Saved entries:
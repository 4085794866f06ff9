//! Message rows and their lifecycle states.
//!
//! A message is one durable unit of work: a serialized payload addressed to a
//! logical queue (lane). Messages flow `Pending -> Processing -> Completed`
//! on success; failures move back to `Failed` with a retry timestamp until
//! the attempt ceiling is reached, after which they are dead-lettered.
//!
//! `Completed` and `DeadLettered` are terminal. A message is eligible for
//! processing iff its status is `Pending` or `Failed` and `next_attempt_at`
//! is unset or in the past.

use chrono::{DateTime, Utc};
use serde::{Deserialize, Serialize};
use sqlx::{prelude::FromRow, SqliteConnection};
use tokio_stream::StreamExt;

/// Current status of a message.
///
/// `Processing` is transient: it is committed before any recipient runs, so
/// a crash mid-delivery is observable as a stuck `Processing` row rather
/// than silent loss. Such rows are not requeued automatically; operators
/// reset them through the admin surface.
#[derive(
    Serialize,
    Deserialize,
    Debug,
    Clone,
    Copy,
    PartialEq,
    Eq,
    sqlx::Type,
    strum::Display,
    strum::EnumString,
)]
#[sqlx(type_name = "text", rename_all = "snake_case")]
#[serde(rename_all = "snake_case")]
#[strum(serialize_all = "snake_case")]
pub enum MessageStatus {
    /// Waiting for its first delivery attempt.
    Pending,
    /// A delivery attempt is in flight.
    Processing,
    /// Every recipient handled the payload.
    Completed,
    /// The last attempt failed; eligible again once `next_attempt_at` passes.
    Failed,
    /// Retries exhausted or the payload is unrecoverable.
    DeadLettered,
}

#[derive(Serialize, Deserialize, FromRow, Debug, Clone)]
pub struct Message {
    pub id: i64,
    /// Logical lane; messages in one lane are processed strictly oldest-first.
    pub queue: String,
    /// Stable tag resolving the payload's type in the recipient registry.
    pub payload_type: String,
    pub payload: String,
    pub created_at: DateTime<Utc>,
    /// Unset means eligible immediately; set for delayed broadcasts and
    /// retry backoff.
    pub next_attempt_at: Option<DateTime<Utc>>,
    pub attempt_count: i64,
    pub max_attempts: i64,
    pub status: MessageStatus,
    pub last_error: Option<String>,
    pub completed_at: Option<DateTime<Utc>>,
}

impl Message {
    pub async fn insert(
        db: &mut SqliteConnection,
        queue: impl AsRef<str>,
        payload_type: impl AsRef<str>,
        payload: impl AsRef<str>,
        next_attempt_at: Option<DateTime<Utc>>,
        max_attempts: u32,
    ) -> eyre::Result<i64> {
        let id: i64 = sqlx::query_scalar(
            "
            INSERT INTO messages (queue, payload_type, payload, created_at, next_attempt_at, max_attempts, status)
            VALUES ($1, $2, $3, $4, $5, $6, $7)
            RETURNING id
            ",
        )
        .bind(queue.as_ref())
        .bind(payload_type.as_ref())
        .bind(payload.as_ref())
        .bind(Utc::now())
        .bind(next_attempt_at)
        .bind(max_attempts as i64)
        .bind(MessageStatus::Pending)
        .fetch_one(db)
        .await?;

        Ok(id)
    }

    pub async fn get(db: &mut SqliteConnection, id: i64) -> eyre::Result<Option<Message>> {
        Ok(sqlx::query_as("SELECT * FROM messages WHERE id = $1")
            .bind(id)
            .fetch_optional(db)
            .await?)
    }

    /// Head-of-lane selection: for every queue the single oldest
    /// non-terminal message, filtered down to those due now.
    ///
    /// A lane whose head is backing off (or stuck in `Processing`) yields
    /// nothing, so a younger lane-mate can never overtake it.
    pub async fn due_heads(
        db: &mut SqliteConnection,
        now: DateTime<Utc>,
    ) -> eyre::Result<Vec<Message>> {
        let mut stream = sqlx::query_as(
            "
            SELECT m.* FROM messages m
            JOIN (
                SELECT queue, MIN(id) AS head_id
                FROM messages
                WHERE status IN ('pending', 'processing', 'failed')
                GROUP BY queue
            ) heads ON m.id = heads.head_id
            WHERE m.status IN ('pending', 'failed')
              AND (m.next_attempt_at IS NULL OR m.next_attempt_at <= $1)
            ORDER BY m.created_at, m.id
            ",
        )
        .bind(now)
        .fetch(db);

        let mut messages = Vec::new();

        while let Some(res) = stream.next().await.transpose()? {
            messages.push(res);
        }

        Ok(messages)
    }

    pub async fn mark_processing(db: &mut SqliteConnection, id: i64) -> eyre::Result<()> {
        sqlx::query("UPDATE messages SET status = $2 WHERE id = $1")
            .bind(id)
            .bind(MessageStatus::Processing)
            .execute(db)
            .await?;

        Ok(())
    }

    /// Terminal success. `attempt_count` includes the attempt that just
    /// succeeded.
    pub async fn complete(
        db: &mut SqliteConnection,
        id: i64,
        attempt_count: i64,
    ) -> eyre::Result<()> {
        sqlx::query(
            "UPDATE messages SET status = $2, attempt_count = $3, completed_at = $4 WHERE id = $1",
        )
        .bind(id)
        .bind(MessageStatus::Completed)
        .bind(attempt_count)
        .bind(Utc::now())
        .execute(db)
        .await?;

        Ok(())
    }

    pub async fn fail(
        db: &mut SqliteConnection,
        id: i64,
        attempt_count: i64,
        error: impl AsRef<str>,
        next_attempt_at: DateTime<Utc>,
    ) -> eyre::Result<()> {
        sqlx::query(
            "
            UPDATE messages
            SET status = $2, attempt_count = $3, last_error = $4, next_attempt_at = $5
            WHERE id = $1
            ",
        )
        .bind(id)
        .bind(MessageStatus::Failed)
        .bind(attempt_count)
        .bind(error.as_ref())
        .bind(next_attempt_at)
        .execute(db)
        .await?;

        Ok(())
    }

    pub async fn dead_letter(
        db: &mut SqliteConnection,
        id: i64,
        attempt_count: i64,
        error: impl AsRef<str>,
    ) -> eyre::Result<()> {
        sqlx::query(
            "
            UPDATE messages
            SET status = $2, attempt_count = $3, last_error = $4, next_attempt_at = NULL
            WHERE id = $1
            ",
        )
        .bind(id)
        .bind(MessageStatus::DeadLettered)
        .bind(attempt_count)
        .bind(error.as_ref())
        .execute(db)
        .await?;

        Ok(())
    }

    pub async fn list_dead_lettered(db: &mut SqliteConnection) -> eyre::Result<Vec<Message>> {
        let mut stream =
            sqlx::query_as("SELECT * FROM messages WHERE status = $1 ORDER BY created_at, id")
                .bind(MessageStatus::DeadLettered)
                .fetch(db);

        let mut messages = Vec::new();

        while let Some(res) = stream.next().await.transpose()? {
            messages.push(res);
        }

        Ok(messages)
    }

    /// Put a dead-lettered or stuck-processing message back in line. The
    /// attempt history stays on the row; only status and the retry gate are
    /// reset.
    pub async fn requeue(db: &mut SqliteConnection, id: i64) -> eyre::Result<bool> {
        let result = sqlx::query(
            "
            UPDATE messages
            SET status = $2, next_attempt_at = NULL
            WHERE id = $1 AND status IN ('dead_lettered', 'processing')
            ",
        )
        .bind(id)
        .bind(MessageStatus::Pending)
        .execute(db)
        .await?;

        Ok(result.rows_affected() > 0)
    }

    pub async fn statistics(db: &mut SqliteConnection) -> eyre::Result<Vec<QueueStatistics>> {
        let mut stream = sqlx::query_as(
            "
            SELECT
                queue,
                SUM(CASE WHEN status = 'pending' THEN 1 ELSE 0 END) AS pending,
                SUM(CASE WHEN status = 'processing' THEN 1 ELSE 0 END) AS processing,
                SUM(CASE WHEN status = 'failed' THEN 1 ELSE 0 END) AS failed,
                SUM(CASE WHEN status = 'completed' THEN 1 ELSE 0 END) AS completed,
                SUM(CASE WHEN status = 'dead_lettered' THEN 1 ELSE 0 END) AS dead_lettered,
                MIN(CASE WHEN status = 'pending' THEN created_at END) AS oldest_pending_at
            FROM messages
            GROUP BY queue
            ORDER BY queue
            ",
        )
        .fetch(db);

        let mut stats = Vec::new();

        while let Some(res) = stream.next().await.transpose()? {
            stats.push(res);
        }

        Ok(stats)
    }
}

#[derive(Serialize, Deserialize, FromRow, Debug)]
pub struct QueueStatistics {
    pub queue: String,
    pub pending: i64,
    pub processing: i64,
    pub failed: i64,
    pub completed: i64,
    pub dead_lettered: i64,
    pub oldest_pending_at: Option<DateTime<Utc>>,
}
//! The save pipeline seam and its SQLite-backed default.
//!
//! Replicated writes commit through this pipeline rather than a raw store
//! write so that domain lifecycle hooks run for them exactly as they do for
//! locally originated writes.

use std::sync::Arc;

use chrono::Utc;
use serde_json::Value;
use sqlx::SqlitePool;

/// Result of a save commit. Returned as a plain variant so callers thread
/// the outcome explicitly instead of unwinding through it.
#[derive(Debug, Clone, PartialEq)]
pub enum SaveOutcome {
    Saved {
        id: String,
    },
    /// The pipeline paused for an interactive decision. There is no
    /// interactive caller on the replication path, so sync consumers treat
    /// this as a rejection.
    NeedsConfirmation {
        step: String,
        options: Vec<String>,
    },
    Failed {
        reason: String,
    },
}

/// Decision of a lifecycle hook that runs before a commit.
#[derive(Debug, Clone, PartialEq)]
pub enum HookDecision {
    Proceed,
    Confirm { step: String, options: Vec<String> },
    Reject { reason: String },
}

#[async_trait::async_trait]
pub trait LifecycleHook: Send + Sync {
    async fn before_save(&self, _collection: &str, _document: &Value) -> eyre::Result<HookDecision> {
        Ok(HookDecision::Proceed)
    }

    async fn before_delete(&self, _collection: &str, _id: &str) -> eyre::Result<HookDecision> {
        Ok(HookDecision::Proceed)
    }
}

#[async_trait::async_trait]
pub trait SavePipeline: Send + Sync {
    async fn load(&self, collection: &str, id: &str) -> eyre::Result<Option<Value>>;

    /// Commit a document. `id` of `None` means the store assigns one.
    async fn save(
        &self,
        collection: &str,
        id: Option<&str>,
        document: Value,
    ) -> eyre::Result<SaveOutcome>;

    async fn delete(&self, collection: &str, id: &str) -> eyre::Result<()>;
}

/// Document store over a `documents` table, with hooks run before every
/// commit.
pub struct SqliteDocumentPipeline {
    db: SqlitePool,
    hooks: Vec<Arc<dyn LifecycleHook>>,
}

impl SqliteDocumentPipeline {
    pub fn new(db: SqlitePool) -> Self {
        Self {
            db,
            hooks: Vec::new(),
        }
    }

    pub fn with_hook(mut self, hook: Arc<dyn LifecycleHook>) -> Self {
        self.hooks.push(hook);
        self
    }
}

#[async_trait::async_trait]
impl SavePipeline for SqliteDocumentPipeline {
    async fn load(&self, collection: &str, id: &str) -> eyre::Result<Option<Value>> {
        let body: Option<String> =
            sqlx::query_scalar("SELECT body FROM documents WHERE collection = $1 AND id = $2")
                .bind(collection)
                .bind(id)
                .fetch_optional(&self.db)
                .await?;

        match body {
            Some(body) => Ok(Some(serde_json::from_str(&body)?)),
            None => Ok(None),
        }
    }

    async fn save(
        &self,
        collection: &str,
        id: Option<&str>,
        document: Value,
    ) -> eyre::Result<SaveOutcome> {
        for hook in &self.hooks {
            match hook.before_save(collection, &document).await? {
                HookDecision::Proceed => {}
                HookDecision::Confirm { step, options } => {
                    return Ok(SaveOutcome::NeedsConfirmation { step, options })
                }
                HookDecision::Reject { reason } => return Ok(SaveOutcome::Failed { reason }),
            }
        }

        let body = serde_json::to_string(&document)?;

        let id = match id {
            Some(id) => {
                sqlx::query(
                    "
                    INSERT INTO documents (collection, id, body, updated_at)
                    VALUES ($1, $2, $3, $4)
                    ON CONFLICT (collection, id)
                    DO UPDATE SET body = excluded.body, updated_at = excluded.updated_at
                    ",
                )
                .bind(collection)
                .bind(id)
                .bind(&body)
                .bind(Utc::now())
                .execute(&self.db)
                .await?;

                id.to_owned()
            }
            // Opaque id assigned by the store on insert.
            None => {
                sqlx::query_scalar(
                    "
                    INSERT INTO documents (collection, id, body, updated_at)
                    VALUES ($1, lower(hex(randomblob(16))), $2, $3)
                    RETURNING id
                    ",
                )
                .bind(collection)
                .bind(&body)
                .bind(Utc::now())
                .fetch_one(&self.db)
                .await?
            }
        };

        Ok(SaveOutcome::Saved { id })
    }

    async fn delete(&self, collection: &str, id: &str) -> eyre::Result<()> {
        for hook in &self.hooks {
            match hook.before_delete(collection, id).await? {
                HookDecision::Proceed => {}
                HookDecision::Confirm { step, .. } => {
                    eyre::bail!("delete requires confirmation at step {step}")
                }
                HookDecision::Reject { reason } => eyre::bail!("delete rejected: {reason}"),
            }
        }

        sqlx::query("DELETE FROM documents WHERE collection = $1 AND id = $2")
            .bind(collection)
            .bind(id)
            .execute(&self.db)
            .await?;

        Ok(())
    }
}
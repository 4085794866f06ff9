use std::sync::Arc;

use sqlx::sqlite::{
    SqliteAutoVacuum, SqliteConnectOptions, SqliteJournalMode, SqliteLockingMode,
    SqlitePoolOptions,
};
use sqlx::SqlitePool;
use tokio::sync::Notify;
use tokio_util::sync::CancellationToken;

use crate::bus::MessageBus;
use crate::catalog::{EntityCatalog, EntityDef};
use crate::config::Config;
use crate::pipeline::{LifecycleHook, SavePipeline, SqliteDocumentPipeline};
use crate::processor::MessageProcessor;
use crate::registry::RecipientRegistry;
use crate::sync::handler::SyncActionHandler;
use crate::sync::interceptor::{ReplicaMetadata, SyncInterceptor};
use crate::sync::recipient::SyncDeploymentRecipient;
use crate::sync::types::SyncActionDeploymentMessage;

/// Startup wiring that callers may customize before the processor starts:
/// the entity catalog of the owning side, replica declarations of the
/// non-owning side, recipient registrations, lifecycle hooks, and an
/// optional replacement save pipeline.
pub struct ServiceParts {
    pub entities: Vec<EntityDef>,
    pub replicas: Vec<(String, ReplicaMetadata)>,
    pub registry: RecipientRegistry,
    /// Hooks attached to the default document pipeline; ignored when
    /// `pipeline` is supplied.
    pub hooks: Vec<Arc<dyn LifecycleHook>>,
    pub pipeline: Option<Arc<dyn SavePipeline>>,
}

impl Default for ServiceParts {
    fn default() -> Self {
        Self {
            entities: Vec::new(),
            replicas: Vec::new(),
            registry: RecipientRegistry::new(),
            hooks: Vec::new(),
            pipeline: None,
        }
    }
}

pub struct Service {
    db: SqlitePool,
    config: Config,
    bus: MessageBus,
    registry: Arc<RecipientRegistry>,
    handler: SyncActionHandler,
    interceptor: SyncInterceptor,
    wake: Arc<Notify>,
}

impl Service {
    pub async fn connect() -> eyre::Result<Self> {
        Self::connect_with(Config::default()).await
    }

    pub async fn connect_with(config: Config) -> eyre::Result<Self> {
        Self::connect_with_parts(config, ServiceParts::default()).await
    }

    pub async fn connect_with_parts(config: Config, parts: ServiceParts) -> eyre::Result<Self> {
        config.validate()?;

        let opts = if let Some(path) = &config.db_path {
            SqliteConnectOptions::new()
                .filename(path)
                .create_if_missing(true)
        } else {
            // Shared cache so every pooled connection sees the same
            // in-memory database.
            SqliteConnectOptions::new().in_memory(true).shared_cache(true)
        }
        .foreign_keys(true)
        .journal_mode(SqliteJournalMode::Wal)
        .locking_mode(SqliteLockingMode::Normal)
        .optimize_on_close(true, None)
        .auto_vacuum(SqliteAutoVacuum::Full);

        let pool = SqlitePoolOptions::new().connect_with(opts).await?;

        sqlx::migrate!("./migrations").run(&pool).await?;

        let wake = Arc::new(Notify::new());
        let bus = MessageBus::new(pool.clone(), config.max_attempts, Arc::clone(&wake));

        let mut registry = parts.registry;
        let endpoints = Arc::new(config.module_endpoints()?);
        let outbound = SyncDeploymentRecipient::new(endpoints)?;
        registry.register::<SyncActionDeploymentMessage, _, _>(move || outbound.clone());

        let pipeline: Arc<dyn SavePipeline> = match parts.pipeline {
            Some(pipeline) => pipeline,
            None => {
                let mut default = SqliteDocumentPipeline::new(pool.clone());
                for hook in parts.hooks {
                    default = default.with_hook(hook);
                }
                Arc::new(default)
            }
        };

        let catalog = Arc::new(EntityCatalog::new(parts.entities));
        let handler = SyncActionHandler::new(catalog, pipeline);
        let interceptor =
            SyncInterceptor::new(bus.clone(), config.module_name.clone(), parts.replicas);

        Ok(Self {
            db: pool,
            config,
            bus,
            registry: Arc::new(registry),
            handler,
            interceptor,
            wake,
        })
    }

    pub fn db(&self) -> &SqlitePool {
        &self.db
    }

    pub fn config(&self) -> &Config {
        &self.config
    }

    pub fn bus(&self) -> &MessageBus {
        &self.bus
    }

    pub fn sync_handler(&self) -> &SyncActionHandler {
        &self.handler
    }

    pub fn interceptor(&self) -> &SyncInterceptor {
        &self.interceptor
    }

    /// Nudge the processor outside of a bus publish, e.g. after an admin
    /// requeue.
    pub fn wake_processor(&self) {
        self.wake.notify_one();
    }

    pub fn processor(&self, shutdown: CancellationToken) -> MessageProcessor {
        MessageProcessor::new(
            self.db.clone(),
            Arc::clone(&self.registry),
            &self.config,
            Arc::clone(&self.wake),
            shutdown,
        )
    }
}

> _PROBLEM REQUIREMENTS_: From the line holding "pub fn sync_handler(&self)" down to the final line above, quote every line exactly and only those lines.

> _RESPONSE BELOW_:
    pub fn sync_handler(&self) -> &SyncActionHandler {
        &self.handler
    }

    pub fn interceptor(&self) -> &SyncInterceptor {
        &self.interceptor
    }

    /// Nudge the processor outside of a bus publish, e.g. after an admin
    /// requeue.
    pub fn wake_processor(&self) {
        self.wake.notify_one();
    }

    pub fn processor(&self, shutdown: CancellationToken) -> MessageProcessor {
        MessageProcessor::new(
            self.db.clone(),
            Arc::clone(&self.registry),
            &self.config,
            Arc::clone(&self.wake),
            shutdown,
        )
    }
}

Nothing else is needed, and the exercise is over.